The review contains a number of other recommendations around disclosure of charges and additional Continuing Professional Development requirements for pension transfer specialists involved in advising on DB transfers.

Comment

It is disappointing that it has taken five years since the introduction of pension freedoms and a number of high-profile cases for the FCA to reach this point. Whether this is the final word on the ongoing saga of DB transfers, and whether at some stage in the future there will be an outright ban on DB to DC transfers, remains to be seen. The FCA has always remained of the view that advisers should start from the point that a transfer is not in the interests of a member, but it still feels members are being advised to transfer in too many cases.
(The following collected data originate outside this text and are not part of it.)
//! The root controller: one state container, one reducer.
//!
//! [`Store::dispatch`] is the only way state changes. Remote work is never
//! done here; the reducer hands back a [`Command`] and the runtime feeds the
//! outcome back in as another [`Action`].

use std::collections::{HashMap, HashSet, VecDeque};

use tracing::{debug, info, warn};

use crate::{
    category::{self, Category},
    error::{GatewayError, ValidationError},
    form::{FormEdit, PostForm},
    gateway::{Gateway, PostQuery, FETCH_LIMIT},
    post::{NewPost, Post, PostId, VoteChanges, VoteColumn},
    vote::VoteTracker,
};

#[derive(Debug, Clone, Copy, PartialEq, Eq)]
pub enum CategoryFilter {
    All,
    Only(&'static Category),
}

#[derive(Debug, Clone, Copy, PartialEq, Eq)]
pub enum Theme {
    Dark,
    Light,
}

#[derive(Debug, Clone, Copy, PartialEq, Eq)]
pub enum NoticeKind {
    Remote,
    Validation,
    Integrity,
}

/// A message the user has to acknowledge.
#[derive(Debug, Clone, PartialEq, Eq)]
pub struct Notice {
    pub kind: NoticeKind,
    pub message: String,
}

#[derive(Debug)]
pub enum Action {
    Refresh,
    SelectFilter(CategoryFilter),
    ToggleSort(VoteColumn),
    Vote { id: PostId, column: VoteColumn },
    ToggleForm,
    EditForm(FormEdit),
    SubmitForm,
    ToggleTheme,
    SelectNext,
    SelectPrevious,
    DismissNotice,
    Quit,

    FetchDone {
        seq: u64,
        result: Result<Vec<Post>, GatewayError>,
    },
    InsertDone(Result<Post, GatewayError>),
    VoteDone {
        id: PostId,
        result: Result<Post, GatewayError>,
    },
}

/// Remote work requested by the reducer.
#[derive(Debug, Clone, PartialEq, Eq)]
pub enum Command {
    Fetch { seq: u64, query: PostQuery },
    Insert(NewPost),
    Vote { id: PostId, changes: VoteChanges },
}

pub struct Store {
    posts: Vec<Post>,
    filter: CategoryFilter,
    sort: Option<VoteColumn>,
    loading: bool,
    fetch_seq: u64,
    votes: HashMap<PostId, VoteTracker>,
    form: Option<PostForm>,
    theme: Theme,
    notices: VecDeque<Notice>,
    cursor: usize,
    quit: bool,
}

impl CategoryFilter {
    pub fn name(&self) -> Option<&'static str> {
        match self {
            Self::All => None,
            Self::Only(category) => Some(category.name),
        }
    }

    /// Steps through `All` followed by the registry, wrapping around.
    pub fn cycle(self, forward: bool) -> Self {
        let all = category::all();
        // 0 is `All`, 1..=len are the categories.
        let slots = all.len() + 1;
        let current = match self {
            Self::All => 0,
            Self::Only(category) => category::index_of(category) + 1,
        };
        let next = if forward {
            (current + 1) % slots
        } else {
            (current + slots - 1) % slots
        };

        match next {
            0 => Self::All,
            n => Self::Only(&all[n - 1]),
        }
    }
}

/// Sort-control semantics: clicking the active key clears it.
pub fn toggle_sort(current: Option<VoteColumn>, column: VoteColumn) -> Option<VoteColumn> {
    if current == Some(column) {
        None
    } else {
        Some(column)
    }
}

impl Notice {
    fn remote(context: &str, err: &GatewayError) -> Self {
        Self {
            kind: NoticeKind::Remote,
            message: format!("{context}: {err}"),
        }
    }

    fn validation(errors: &[ValidationError]) -> Self {
        let reasons: Vec<String> = errors.iter().map(ToString::to_string).collect();
        Self {
            kind: NoticeKind::Validation,
            message: format!("Cannot post yet: {}", reasons.join("; ")),
        }
    }
}

impl Store {
    pub fn new(theme: Theme) -> Self {
        Self {
            posts: Vec::new(),
            filter: CategoryFilter::All,
            sort: None,
            loading: false,
            fetch_seq: 0,
            votes: HashMap::new(),
            form: None,
            theme,
            notices: VecDeque::new(),
            cursor: 0,
            quit: false,
        }
    }

    pub fn posts(&self) -> &[Post] {
        &self.posts
    }

    pub fn filter(&self) -> CategoryFilter {
        self.filter
    }

    pub fn sort(&self) -> Option<VoteColumn> {
        self.sort
    }

    pub fn is_loading(&self) -> bool {
        self.loading
    }

    pub fn form(&self) -> Option<&PostForm> {
        self.form.as_ref()
    }

    pub fn theme(&self) -> Theme {
        self.theme
    }

    pub fn notice(&self) -> Option<&Notice> {
        self.notices.front()
    }

    pub fn cursor(&self) -> usize {
        self.cursor
    }

    pub fn selected_post(&self) -> Option<&Post> {
        self.posts.get(self.cursor)
    }

    pub fn should_quit(&self) -> bool {
        self.quit
    }

    pub fn vote_tracker(&self, id: &PostId) -> Option<&VoteTracker> {
        self.votes.get(id)
    }

    pub fn dispatch(&mut self, action: Action) -> Option<Command> {
        match action {
            Action::Refresh => Some(self.start_fetch()),
            Action::SelectFilter(filter) => {
                self.filter = filter;
                Some(self.start_fetch())
            }
            Action::ToggleSort(column) => {
                self.sort = toggle_sort(self.sort, column);
                Some(self.start_fetch())
            }
            Action::Vote { id, column } => self.start_vote(id, column),
            Action::ToggleForm => {
                self.toggle_form();
                None
            }
            Action::EditForm(edit) => {
                if let Some(form) = self.form.as_mut() {
                    form.edit(edit);
                }
                None
            }
            Action::SubmitForm => self.submit_form(),
            Action::ToggleTheme => {
                self.theme = match self.theme {
                    Theme::Dark => Theme::Light,
                    Theme::Light => Theme::Dark,
                };
                None
            }
            Action::SelectNext => {
                if self.cursor + 1 < self.posts.len() {
                    self.cursor += 1;
                }
                None
            }
            Action::SelectPrevious => {
                self.cursor = self.cursor.saturating_sub(1);
                None
            }
            Action::DismissNotice => {
                self.notices.pop_front();
                None
            }
            Action::Quit => {
                self.quit = true;
                None
            }
            Action::FetchDone { seq, result } => {
                self.finish_fetch(seq, result);
                None
            }
            Action::InsertDone(result) => {
                self.finish_insert(result);
                None
            }
            Action::VoteDone { id, result } => {
                self.finish_vote(id, result);
                None
            }
        }
    }

    fn start_fetch(&mut self) -> Command {
        self.fetch_seq += 1;
        self.loading = true;

        let query = PostQuery {
            category: self.filter.name().map(str::to_owned),
            sort: self.sort,
            limit: FETCH_LIMIT,
        };
        info!(
            seq = self.fetch_seq,
            category = query.category.as_deref().unwrap_or("all"),
            sort = query.sort.map(VoteColumn::as_str).unwrap_or("none"),
            "fetching posts"
        );

        Command::Fetch {
            seq: self.fetch_seq,
            query,
        }
    }

    fn finish_fetch(&mut self, seq: u64, result: Result<Vec<Post>, GatewayError>) {
        if seq != self.fetch_seq {
            debug!(seq, latest = self.fetch_seq, "dropping stale fetch response");
            return;
        }
        self.loading = false;

        let posts = match result {
            Ok(posts) => posts,
            Err(e) => {
                warn!(error = %e, "fetch failed, keeping previous list");
                self.notices
                    .push_back(Notice::remote("There was a problem getting data", &e));
                return;
            }
        };

        info!(seq, count = posts.len(), "posts loaded");
        self.posts = posts;

        // An in-flight vote keeps its tracker so the post stays guarded if it
        // comes back before the reply lands.
        let live: HashSet<&PostId> = self.posts.iter().map(|p| &p.id).collect();
        self.votes
            .retain(|id, tracker| live.contains(id) || tracker.is_pending());
        self.cursor = self.cursor.min(self.posts.len().saturating_sub(1));
        self.report_unknown_categories();
    }

    fn report_unknown_categories(&mut self) {
        let mut unknown = Vec::new();
        for post in &self.posts {
            if let Err(e) = category::color_of(&post.category) {
                warn!(id = %post.id, error = %e, "post has an unregistered category");
                if !unknown.contains(&post.category) {
                    unknown.push(post.category.clone());
                }
            }
        }

        if !unknown.is_empty() {
            self.notices.push_back(Notice {
                kind: NoticeKind::Integrity,
                message: format!("Some posts use unknown categories: {}", unknown.join(", ")),
            });
        }
    }

    fn start_vote(&mut self, id: PostId, column: VoteColumn) -> Option<Command> {
        let post = self.posts.iter().find(|p| p.id == id)?;
        let tracker = self.votes.entry(id.clone()).or_default();

        let Some(changes) = tracker.begin(column, post) else {
            debug!(%id, "vote already in flight, ignoring click");
            return None;
        };
        info!(%id, column = column.as_str(), "voting");

        Some(Command::Vote { id, changes })
    }

    fn finish_vote(&mut self, id: PostId, result: Result<Post, GatewayError>) {
        match result {
            Ok(row) => {
                if let Some(tracker) = self.votes.get_mut(&id) {
                    tracker.confirm();
                }
                if !self.replace_post(row) {
                    debug!(%id, "voted post is no longer listed, discarding row");
                }
            }
            Err(e) => {
                if let Some(tracker) = self.votes.get_mut(&id) {
                    tracker.fail();
                }
                warn!(%id, error = %e, "vote failed");
                self.notices
                    .push_back(Notice::remote("There was a problem saving your vote", &e));
            }
        }
    }

    /// Swaps in the server's row for the post with the same id, keeping list
    /// order. Returns false if no such post is listed.
    pub fn replace_post(&mut self, row: Post) -> bool {
        match self.posts.iter_mut().find(|p| p.id == row.id) {
            Some(slot) => {
                *slot = row;
                true
            }
            None => false,
        }
    }

    fn toggle_form(&mut self) {
        match self.form.as_ref().map(|f| f.uploading) {
            Some(true) => {}
            Some(false) => self.form = None,
            None => self.form = Some(PostForm::default()),
        }
    }

    fn submit_form(&mut self) -> Option<Command> {
        let form = self.form.as_mut()?;
        if form.uploading {
            return None;
        }

        match form.validate() {
            Ok(new_post) => {
                form.uploading = true;
                info!(category = %new_post.category, "submitting post");
                Some(Command::Insert(new_post))
            }
            Err(errors) => {
                debug!(?errors, "submission rejected");
                self.notices.push_back(Notice::validation(&errors));
                None
            }
        }
    }

    fn finish_insert(&mut self, result: Result<Post, GatewayError>) {
        match result {
            Ok(post) => {
                info!(id = %post.id, "post created");
                self.posts.insert(0, post);
                self.cursor = 0;
                self.form = None;
            }
            Err(e) => {
                warn!(error = %e, "insert failed, keeping draft");
                if let Some(form) = self.form.as_mut() {
                    form.uploading = false;
                }
                self.notices
                    .push_back(Notice::remote("There was a problem creating the post", &e));
            }
        }
    }
}

/// Runs `command` against `gateway` and wraps the outcome as the matching
/// completion action.
pub async fn execute(gateway: &dyn Gateway, command: Command) -> Action {
    match command {
        Command::Fetch { seq, query } => Action::FetchDone {
            seq,
            result: gateway.fetch_posts(&query).await,
        },
        Command::Insert(post) => Action::InsertDone(gateway.insert_post(&post).await),
        Command::Vote { id, changes } => {
            let result = gateway.update_votes(&id, &changes).await;
            Action::VoteDone { id, result }
        }
    }
}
We have already seen a large reduction in the number of advisers in the DB transfer market and this trend is likely to continue. Whether the cost of transfer advice will fall as the FCA intends, or be driven up by a lack of supply, remains to be seen. The requirement for advisers to charge a potentially substantial fee up front for giving advice that could well be not to transfer could, in itself, reduce the number of transfers in the future. This is compounded by such higher charges needing to be met from member savings where a transfer does not proceed.

Abridged advice could solve this problem, filtering out those members for whom a transfer is not in their interests given their circumstances. However, it seems most of the work necessary for the full advice process needs to be carried out in order to provide the abridged advice service. Therefore, in making it affordable to members, financial advisers are going to struggle to avoid cross-subsidisation between those that proceed to transfer and those that do not.

If members are put off by the new resulting charging structures, both bulk transfer and “preferred adviser” projects may become more attractive if DB trustees and/or DB scheme sponsors feel members are not considering an option that could be in their best interests.

Whilst we expect those advisers we deal with to be largely unaffected; we are following up with them individually to understand any impact on the services they can provide to our clients in the bulk and preferred adviser spaces.

Trustees who have appointed a preferred adviser, or are in the process of doing so, should consider whether this new guidance impacts on those agreements and how to communicate any changes to scheme members.